The spatial analysis was based on a 5km and 20km radius of the 'study site' location, but for many of the studies the exact site is not known. Therefore the 'study site' was artificially generated using a polygon centroid. Considering that the polygon could be an administrative boundary (ie district/state/country), this is an extremely large area for which a 5km radius circle in the middle of the polygon is being taken as representative of the 'study site'. This doesn't make sense as it assumes that the landscape is uniform across the district, which in most cases it will not be (in rural areas it is going to be a mixture of villages, forest, plantation, crops etc which will vary across the landscape). This might just be a case of misunderstanding what was done (in which case the text needs rewording to make it clearer) or if I have interpreted it correctly the selection of the centroid to represent the study area does not make sense. I am not sure how to overcome this as it probably not possible to get exact locations for the study sites. One possibility could be to make the remote sensing data the same scale as the prevalence data ie if the study site is only identifiable at the polygon level, then the remote sensing data (fragmentation, cover and population) is used at the polygon level.

Both these issues could have an impact on the study's findings. I would think that in both cases it might make the relationship between the environmental variables and prevalence even clearer.

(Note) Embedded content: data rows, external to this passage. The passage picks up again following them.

use std::path::PathBuf;

use clap::Args;
use ledger_client::config::ClientConfig;
use ledger_utils::env::{
    LEDGER_MANIFEST_PATH_ENV_VAR, LEDGER_RPC_URL_ENV_VAR, LEDGER_WALLET_URL_ENV_VAR,
};
use tracing::trace;
use url::Url;

use super::transaction::TransactionOptions;

#[derive(Debug, Args, Clone, Default)]
#[command(next_help_heading = "Ledger options")]
pub struct LedgerOptions {
    #[arg(long, env = LEDGER_RPC_URL_ENV_VAR)]
    #[arg(value_name = "URL")]
    #[arg(help = "The local JSON-RPC endpoint used when no wallet grants access.")]
    #[arg(global = true)]
    pub rpc_url: Option<Url>,

    #[arg(long, env = LEDGER_WALLET_URL_ENV_VAR)]
    #[arg(value_name = "URL")]
    #[arg(help = "Endpoint of a wallet provider to request account access from first.")]
    #[arg(global = true)]
    pub wallet_url: Option<Url>,

    #[arg(long, env = LEDGER_MANIFEST_PATH_ENV_VAR)]
    #[arg(value_name = "PATH")]
    #[arg(help = "Deployment manifest of the contract. Defaults to the bundled one.")]
    #[arg(global = true)]
    pub manifest_path: Option<PathBuf>,

    #[arg(long)]
    #[arg(help = "Skip the check that code is deployed at the contract address.")]
    #[arg(global = true)]
    pub skip_code_check: bool,
}

impl LedgerOptions {
    /// Builds the client configuration, command line (or environment) first, then `file`, then
    /// the defaults.
    pub fn client_config(
        &self,
        file: Option<ClientConfig>,
        transaction: &TransactionOptions,
    ) -> ClientConfig {
        let mut config = file.unwrap_or_default();

        if let Some(url) = self.rpc_url.as_ref() {
            trace!(?url, "Using RPC URL from command line.");
            config.rpc_url = url.clone();
        }

        if let Some(url) = self.wallet_url.as_ref() {
            trace!(?url, "Using wallet URL from command line.");
            config.wallet_url = Some(url.clone());
        }

        if let Some(path) = self.manifest_path.as_ref() {
            trace!(?path, "Using manifest from command line.");
            config.manifest = Some(path.clone());
        }

        if self.skip_code_check {
            config.verify_code = false;
        }

        config.txn = transaction.txn_config(config.txn);
        config
    }
}

#[cfg(test)]
mod tests {
    use clap::Parser;

    use super::*;

    const ENV_WALLET: &str = "http://localhost:1248/";
    const FILE_RPC: &str = "http://localhost:6060/";
    const ARG_RPC: &str = "http://localhost:8545/";
    const DEFAULT_RPC: &str = "http://127.0.0.1:7545/";

    #[derive(clap::Parser)]
    struct Command {
        #[clap(flatten)]
        options: LedgerOptions,
        #[clap(flatten)]
        transaction: TransactionOptions,
    }

    impl Command {
        fn config(&self, file: Option<ClientConfig>) -> ClientConfig {
            self.options.client_config(file, &self.transaction)
        }
    }

    fn file_config() -> ClientConfig {
        ClientConfig { rpc_url: Url::parse(FILE_RPC).unwrap(), ..Default::default() }
    }

    #[test]
    fn wallet_url_read_from_env_variable() {
        std::env::set_var(LEDGER_WALLET_URL_ENV_VAR, ENV_WALLET);

        let cmd = Command::parse_from([""]);
        assert_eq!(cmd.config(None).wallet_url.unwrap().as_str(), ENV_WALLET);
    }

    #[test]
    fn url_exist_in_file_but_not_in_args() {
        let cmd = Command::parse_from([""]);
        assert_eq!(cmd.config(Some(file_config())).rpc_url.as_str(), FILE_RPC);
    }

    #[test]
    fn url_exists_in_both() {
        let cmd = Command::parse_from(["supplychain", "--rpc-url", ARG_RPC]);
        assert_eq!(cmd.config(Some(file_config())).rpc_url.as_str(), ARG_RPC);
    }

    #[test]
    fn url_exists_in_neither() {
        let cmd = Command::parse_from([""]);
        assert_eq!(cmd.config(None).rpc_url.as_str(), DEFAULT_RPC);
    }

    #[test]
    fn flags_apply_over_file() {
        let cmd = Command::parse_from(["supplychain", "--skip-code-check", "--wait"]);

        let config = cmd.config(Some(file_config()));

        assert!(!config.verify_code);
        assert!(config.txn.wait);
        assert_eq!(config.settle_delay_ms, 2000);
    }
}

Reviewer #2 (Public Review):

This is the first comprehensive study aimed at assessing the impact of landscape modification on the prevalence of P. knowlesi malaria in non-human primates in Southeast Asia. This is a very important and timely topic both in terms of developing a better understanding of zoonotic disease spillover and the impact of human modification of landscape on disease prevalence.

This study uses the meta-analysis approach to incorporate the existing data sources into a new and completely independent study that answers novel research questions linked to geospatial data analysis. The challenge, however, is that neither the sampling design of previous studies nor their geospatial accuracy are intended for spatially-explicit assessments of landscape impact. On the one hand, the data collection scheme in existing studies was intentionally opportunistic and does not represent a full range of landscape conditions that would allow for inferring the linkages between landscape parameters and P. knowlesi prevalence in NHP across the region as a whole. On the other hand, the absolute majority of existing studies did not have locational precision in reporting results and thus sweeping assumptions about the landscape representation had to be made for the modeling experiment. Finally, the landscape characterization was oversimplified in this study, making it difficult to extract meaningful relationships between the NHP/human intersection on the landscape and the consequences for P. knowlesi malaria transmission and prevalence.

Despite many study limitations, the authors point to the critical importance of understanding vector dynamics in fragmented forested landscapes as the likely primary driver in enhanced malaria transmission. This is an important conclusion particularly when taken together with the emerging evidence of substantially different mosquito biting behaviors than previously reported across various geographic regions.

Another important component of this study is its recognition and focus on the value of geospatial analysis and the availability of geospatial data for understanding complex human/environment interactions to enable monitoring and forecasting potential for zoonotic disease spillover into human populations. More multi-disciplinary focus on disease modeling is of crucial importance for current and future goals of eliminating existing and preventing novel disease outbreaks.